Render Engine and BPM

The RenderEngine is the central orchestrator in DawDreamer. It manages the audio processing pipeline, tempo, timing, and graph execution.

Creating a RenderEngine

Create a render engine by specifying the sample rate and block size:

import dawdreamer as daw

SAMPLE_RATE = 44100
BUFFER_SIZE = 128  # Parameters will undergo automation at this block size

# Make an engine. We typically only need one.
engine = daw.RenderEngine(SAMPLE_RATE, BUFFER_SIZE)

Parameters:

  • SAMPLE_RATE: Audio sample rate in Hz (e.g., 44100, 48000)

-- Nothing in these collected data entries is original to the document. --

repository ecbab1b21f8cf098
pub mod controller;
pub mod router;
pub mod service;

pub use router::init_classes_router;
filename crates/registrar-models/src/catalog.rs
//! The course catalog an enrollment points into.
//!
//! These records are provisioned by migrations and the CLI seeder; the API
//! only reads them.

use chrono::{DateTime, Duration, NaiveTime, Utc};
use serde::Serialize;
use sqlx::FromRow;
use utoipa::ToSchema;

use crate::ids::{
    ClassroomId, FacultyId, IntakeId, LecturerId, ProgramId, SessionOfferingId, SubjectId,
};

/// Days before an intake starts that enrollment opens.
pub const ENROLLMENT_OPENS_DAYS_BEFORE: i64 = 5;

#[derive(Debug, Clone, Serialize, FromRow, ToSchema)]
pub struct Faculty {
    pub id: FacultyId,
    pub name: String,
}

#[derive(Debug, Clone, Serialize, FromRow, ToSchema)]
pub struct Program {
    pub id: ProgramId,
    pub faculty_id: FacultyId,
    pub code: String,
    pub name: String,
}

/// An academic term or cohort.
#[derive(Debug, Clone, Serialize, FromRow, ToSchema)]
pub struct Intake {
    pub id: IntakeId,
    pub name: String,
    pub start_date: DateTime<Utc>,
    pub end_date: DateTime<Utc>,
}

impl Intake {
    /// The inclusive `[open, close]` window during which students may enroll
    /// into offerings of this intake: from five days before the start date up
    /// to one second before it.
    pub fn enrollment_window(&self) -> (DateTime<Utc>, DateTime<Utc>) {
        let open = self.start_date - Duration::days(ENROLLMENT_OPENS_DAYS_BEFORE);
        let close = self.start_date - Duration::seconds(1);
        (open, close)
    }

    pub fn is_enrollment_open(&self, now: DateTime<Utc>) -> bool {
        let (open, close) = self.enrollment_window();
        open <= now && now <= close
    }
}

#[derive(Debug, Clone, Serialize, FromRow, ToSchema)]
pub struct Subject {
    pub id: SubjectId,
    pub code: String,
    pub name: String,
}

#[derive(Debug, Clone, Serialize, FromRow, ToSchema)]
pub struct Classroom {
    pub id: ClassroomId,
    pub name: String,
}

#[derive(Debug, Clone, Serialize, FromRow, ToSchema)]
pub struct SessionOffering {
    pub id: SessionOfferingId,
    pub subject_id: SubjectId,
    pub lecturer_id: LecturerId,
    pub intake_id: IntakeId,
    pub classroom_id: ClassroomId,
    pub program_id: ProgramId,
    pub day: String,
    #[schema(value_type = String, example = "09:00:00")]
    pub start_time: NaiveTime,
    #[schema(value_type = String, example = "11:00:00")]
    pub end_time: NaiveTime,
    pub created_at: DateTime<Utc>,
}
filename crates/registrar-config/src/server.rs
//! Server configuration.
//!
//! - `APP_HOST` / `APP_PORT`: Bind address (default: `0.0.0.0:3000`)
//! - `STORE_BACKEND`: `postgres` (default) or `memory`; the memory backend starts
//!   with demo accounts and loses everything on shutdown
//! - `METRICS_ENABLED`: Exposes `/metrics` unless set to `false`

use std::env;
use std::str::FromStr;

#[derive(Clone, Copy, Debug, Default, PartialEq, Eq)]
pub enum StoreBackend {
    #[default]
    Postgres,
    Memory,
}

impl FromStr for StoreBackend {
    type Err = String;

    fn from_str(s: &str) -> Result<Self, Self::Err> {
        match s.trim().to_ascii_lowercase().as_str() {
            "postgres" | "postgresql" => Ok(StoreBackend::Postgres),
            "memory" => Ok(StoreBackend::Memory),
            other => Err(format!("unknown store backend: {other}")),
        }
    }
}

#[derive(Clone, Debug)]
pub struct ServerConfig {
    pub host: String,
    pub port: u16,
    pub store_backend: StoreBackend,
    pub metrics_enabled: bool,
}

impl Default for ServerConfig {
    fn default() -> Self {
        Self {
            host: "0.0.0.0".to_string(),
            port: 3000,
            store_backend: StoreBackend::Postgres,
            metrics_enabled: true,
        }
    }
}

impl ServerConfig {
    pub fn from_env() -> Self {
        let defaults = Self::default();
        Self {
            host: env::var("APP_HOST").unwrap_or(defaults.host),
            port: env::var("APP_PORT")
                .ok()
                .and_then(|v| v.parse().ok())
                .unwrap_or(defaults.port),
            store_backend: env::var("STORE_BACKEND")
                .ok()
                .and_then(|v| v.parse().ok())
                .unwrap_or(defaults.store_backend),
            metrics_enabled: env::var("METRICS_ENABLED")
                .map(|v| !v.eq_ignore_ascii_case("false"))
                .unwrap_or(defaults.metrics_enabled),
        }
    }

    pub fn bind_address(&self) -> String {
        format!("{}:{}", self.host, self.port)
    }
}

#[cfg(test)]
mod tests {
    use super::*;

    #[test]
    fn store_backend_parses_case_insensitively() {
        assert_eq!("Memory".parse::<StoreBackend>(), Ok(StoreBackend::Memory));
        assert_eq!("postgres".parse::<StoreBackend>(), Ok(StoreBackend::Postgres));
        assert!("mysql".parse::<StoreBackend>().is_err());
    }

    #[test]
    fn default_bind_address() {
        assert_eq!(ServerConfig::default().bind_address(), "0.0.0.0:3000");
    }
}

  • BUFFER_SIZE: Processing block size in samples (e.g., 128, 256, 512)

The block size determines the granularity of parameter automation. Smaller block sizes provide finer control but may increase CPU usage.

Setting BPM

Static BPM

By default, the BPM (beats per minute) is 120, but you can change it:

# Set a fixed BPM
engine.set_bpm(130.)

This static BPM value is used when rendering time in beats:

engine.render(4., beats=True)  # Render 4 beats at 130 BPM

Dynamic BPM Automation

The BPM can also be set as a numpy array that is interpreted with a fixed PPQN (Pulses Per Quarter Note). This allows for tempo changes during rendering.

import numpy as np

def make_sine(freq: float, duration: float, sr=SAMPLE_RATE):
    """Return sine wave based on freq in Hz and duration in seconds"""
    N = int(duration * sr)  # Number of samples
    return np.sin(np.pi * 2. * freq * np.arange(N) / sr)

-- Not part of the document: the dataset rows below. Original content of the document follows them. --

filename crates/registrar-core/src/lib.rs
//! # Registrar Core
//!
//! Core types, errors, and utilities shared by the Registrar API crates.
//!
//! - [`errors`]: Application error type with HTTP response conversion
//! - [`envelope`]: The `{data, errors}` response wrapper every endpoint returns
//! - [`pagination`]: List query parameters
//! - [`password`]: Password hashing and verification
//!
//! # Example
//!
//! ```ignore
//! use registrar_core::errors::AppError;
//! use registrar_core::password::{hash_password, verify_password};
//!
//! let error = AppError::not_found(anyhow::anyhow!("Enrollment not found"));
//! let hash = hash_password("secure_password")?;
//! ```

pub mod envelope;
pub mod errors;
pub mod pagination;
pub mod password;

pub use envelope::Envelope;
pub use errors::AppError;
pub use pagination::{PaginationParams, SortDirection};
pub use password::{hash_password, verify_password};
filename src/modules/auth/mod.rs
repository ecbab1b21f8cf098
pub mod controller;
pub mod router;
pub mod service;

pub use router::init_auth_router;
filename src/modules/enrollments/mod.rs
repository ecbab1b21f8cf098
pub mod controller;
pub mod router;
pub mod service;

pub use router::init_enrollments_router;
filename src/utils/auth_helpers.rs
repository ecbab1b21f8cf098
use anyhow::anyhow;
use registrar_core::AppError;
use registrar_db::RecordStore;
use registrar_models::{LecturerId, SessionOffering, SessionOfferingId};

use crate::utils::errors::store_failure;

pub const SESSION_NOT_FOUND: &str = "Session not found";
pub const SESSION_NOT_YOURS: &str = "This Session Is Not Yours";

/// Loads an offering and checks that `lecturer_id` teaches it.
///
/// 404 if the offering does not exist, 403 if it belongs to another lecturer.
pub async fn lecturer_offering(
    store: &dyn RecordStore,
    lecturer_id: LecturerId,
    offering_id: SessionOfferingId,
) -> Result<SessionOffering, AppError> {
    let offering = store
        .get_session_offering(offering_id)
        .await
        .map_err(|e| store_failure(e, SESSION_NOT_FOUND, "utils/auth_helpers", "GetOneSession"))?;

    if offering.lecturer_id != lecturer_id {
        return Err(AppError::forbidden(anyhow!(SESSION_NOT_YOURS)));
    }

    Ok(offering)
}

PPQN = 960  # Pulses per quarter note
DURATION = 10.  # seconds

# Create BPM automation that alternates between 120 and 150 BPM
bpm_automation = make_sine(1./2., DURATION, sr=PPQN)
bpm_automation = 120. + 30 * (bpm_automation > 0).astype(np.float32)

engine.set_bpm(bpm_automation, ppqn=PPQN)

How it works:

  • If you choose ppqn=960 and the numpy array abruptly changes values every 960 samples, the tempo will abruptly change “on the beat”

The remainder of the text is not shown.